Most or all modern cattle are direct descendants of the aurochs; the South Asian domestic cattle, the zebu, may be descended from a related species, the gaur. Modern cattle have become much smaller than their wild forebears: the height at the withers of a domesticated cow is about 1.4 meters, whereas an aurochs could reach about 1.75 meters.
Aurochs are depicted in many cave paintings such as those found at Lascaux and Livernon in France. In these and many other early art works, the aurochs are attributed with magical qualities. Early carvings of the aurochs have also been found. The impressive and dangerous aurochs survived into the Iron Age in Anatolia and the Near East, and was worshiped throughout the area as a sacred animal, the Lunar Bull, associated with the Great Goddess and later with Mithra. In the area of the southern Caucasus and northern Mesopotamia, domestication of the aurochs was undertaken from about 5000 BCE.
A 1999 archaeological dig in Peterborough, England, uncovered the skull of an aurochs but the front part of the skull had been removed but the horns remained attached. The supposition is that the killing of the aurochs in this instance was a sacrificial act.
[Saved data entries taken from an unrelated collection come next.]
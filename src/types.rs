// Core types shared by the tracking pipeline and the window.

#[derive(Clone, Debug, PartialEq, Eq)]
pub struct FrameBuffer {
    pub width: usize,      // how wide the frame is on screen (pixels)
    pub height: usize,     // how tall the frame is on screen (pixels)
    pub pixels: Vec<u32>,  // each entry is 0x00RRGGBB for minifb
}

impl FrameBuffer {
    /// A frame filled with one packed color.
    pub fn filled(width: usize, height: usize, color: u32) -> Self {
        Self { width, height, pixels: vec![color; width * height] }
    }

    /// Paint the half-open rectangle [x0,x1) x [y0,y1) with `color`, clipped to the frame.
    pub fn fill_rect(&mut self, x0: usize, y0: usize, x1: usize, y1: usize, color: u32) {
        for y in y0.min(self.height)..y1.min(self.height) {
            let row = y * self.width;
            for x in x0.min(self.width)..x1.min(self.width) {
                self.pixels[row + x] = color;
            }
        }
    }
}

/// One 8-bit single-channel plane. Used for the S/V mask (0 or 255) and for the
/// back-projection map (per-pixel weight).
#[derive(Clone, Debug, PartialEq, Eq)]
pub struct GrayImage {
    pub width: usize,
    pub height: usize,
    pub data: Vec<u8>,
}

impl GrayImage {
    pub fn new(width: usize, height: usize) -> Self {
        Self { width, height, data: vec![0; width * height] }
    }

    #[inline]
    pub fn get(&self, x: usize, y: usize) -> u8 {
        self.data[y * self.width + x]
    }

    #[inline]
    pub fn set(&mut self, x: usize, y: usize, v: u8) {
        self.data[y * self.width + x] = v;
    }
}

/// A pixel in the 8-bit HSV convention: hue in [0,180), saturation and value in [0,255].
#[derive(Clone, Copy, Debug, Default, PartialEq, Eq)]
pub struct Hsv {
    pub h: u8,
    pub s: u8,
    pub v: u8,
}

#[derive(Clone, Debug, PartialEq, Eq)]
pub struct HsvImage {
    pub width: usize,
    pub height: usize,
    pub pixels: Vec<Hsv>,
}

impl HsvImage {
    #[inline]
    pub fn get(&self, x: usize, y: usize) -> Hsv {
        self.pixels[y * self.width + x]
    }
}

/// A user selection in frame coordinates, stored as corners: left/top inclusive,
/// right/bottom exclusive. After validation `left <= right`, `top <= bottom` and
/// the rectangle lies inside the frame.
#[derive(Clone, Copy, Debug, Default, PartialEq, Eq)]
pub struct SelectionRect {
    pub left: i32,
    pub top: i32,
    pub right: i32,
    pub bottom: i32,
}

impl SelectionRect {
    /// Build from two arbitrary drag corners, fixing the corner order.
    pub fn from_corners((x1, y1): (i32, i32), (x2, y2): (i32, i32)) -> Self {
        Self {
            left: x1.min(x2),
            top: y1.min(y2),
            right: x1.max(x2),
            bottom: y1.max(y2),
        }
    }

    pub fn width(&self) -> i32 {
        self.right - self.left
    }

    pub fn height(&self) -> i32 {
        self.bottom - self.top
    }

    pub fn fits_within(&self, frame_width: usize, frame_height: usize) -> bool {
        self.left >= 0
            && self.top >= 0
            && self.right as i64 <= frame_width as i64
            && self.bottom as i64 <= frame_height as i64
    }

    pub fn to_window(&self) -> TrackWindow {
        TrackWindow {
            x: self.left,
            y: self.top,
            width: self.width(),
            height: self.height(),
        }
    }
}

/// The tracker's search region (left, top, width, height).
#[derive(Clone, Copy, Debug, Default, PartialEq, Eq)]
pub struct TrackWindow {
    pub x: i32,
    pub y: i32,
    pub width: i32,
    pub height: i32,
}

impl TrackWindow {
    pub fn new(x: i32, y: i32, width: i32, height: i32) -> Self {
        Self { x, y, width, height }
    }

    /// Zero (or negative) width/height: the tracker must not run on this window.
    pub fn is_degenerate(&self) -> bool {
        self.width <= 0 || self.height <= 0
    }

    pub fn right(&self) -> i32 {
        self.x + self.width
    }

    pub fn bottom(&self) -> i32 {
        self.y + self.height
    }

    /// Intersection with the image rectangle [0,w) x [0,h). May be degenerate.
    pub fn clip(&self, width: usize, height: usize) -> TrackWindow {
        let x0 = self.x.max(0);
        let y0 = self.y.max(0);
        let x1 = self.right().min(width as i32);
        let y1 = self.bottom().min(height as i32);
        TrackWindow::new(x0, y0, (x1 - x0).max(0), (y1 - y0).max(0))
    }
}

/// Oriented ellipse fitted to the weighted region (the per-frame track result).
/// `major`/`minor` are full axis lengths; `angle` is the major axis direction in
/// degrees, measured from +x towards +y (image rows grow downward), in [0,180).
#[derive(Clone, Copy, Debug, Default, PartialEq)]
pub struct TrackEllipse {
    pub center: (f32, f32),
    pub major: f32,
    pub minor: f32,
    pub angle: f32,
}

impl TrackEllipse {
    /// Axis-aligned box around the ellipse, rounded outward to whole pixels.
    pub fn bounding_window(&self) -> TrackWindow {
        let a = self.major * 0.5;
        let b = self.minor * 0.5;
        let (sn, cs) = self.angle.to_radians().sin_cos();
        let half_w = ((a * cs).powi(2) + (b * sn).powi(2)).sqrt();
        let half_h = ((a * sn).powi(2) + (b * cs).powi(2)).sqrt();
        let x0 = (self.center.0 - half_w).floor() as i32;
        let y0 = (self.center.1 - half_h).floor() as i32;
        let x1 = (self.center.0 + half_w).ceil() as i32;
        let y1 = (self.center.1 + half_h).ceil() as i32;
        TrackWindow::new(x0, y0, x1 - x0, y1 - y0)
    }
}
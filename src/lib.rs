// Color-based object tracker: pick a region with the mouse, then follow it with
// CamShift over a hue back-projection.
//
// Per frame: RGB -> HSV -> S/V mask -> back-projection of the selection's hue
// histogram -> mean shift + adaptive ellipse fit.

pub mod backproject;
pub mod camera;
pub mod camshift;
pub mod config;
pub mod draw;
pub mod error;
pub mod histogram;
pub mod pipeline;
pub mod selection;
pub mod sequence;
pub mod session;
pub mod source;
pub mod types;
pub mod vision;

pub use error::{Error, Result};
In the 1920s two German zookeepers— brothers by the names of Heinz and Lutz Heck— attempted to breed the aurochs back into existence from the domestic cattle that were their descendants. The result is the breed called Heck Cattle, or "Recreated Aurochs" or "Heck Aurochs", which bears a physical resemblance to what is known about the wild aurochs. The major difference is in size: a recreated aurochs bull is not much larger than the bull of most breeds of domestic cattle, while wild aurochs bulls are believed to have often exceeded 1000 kilograms, half the size of a rhinoceros.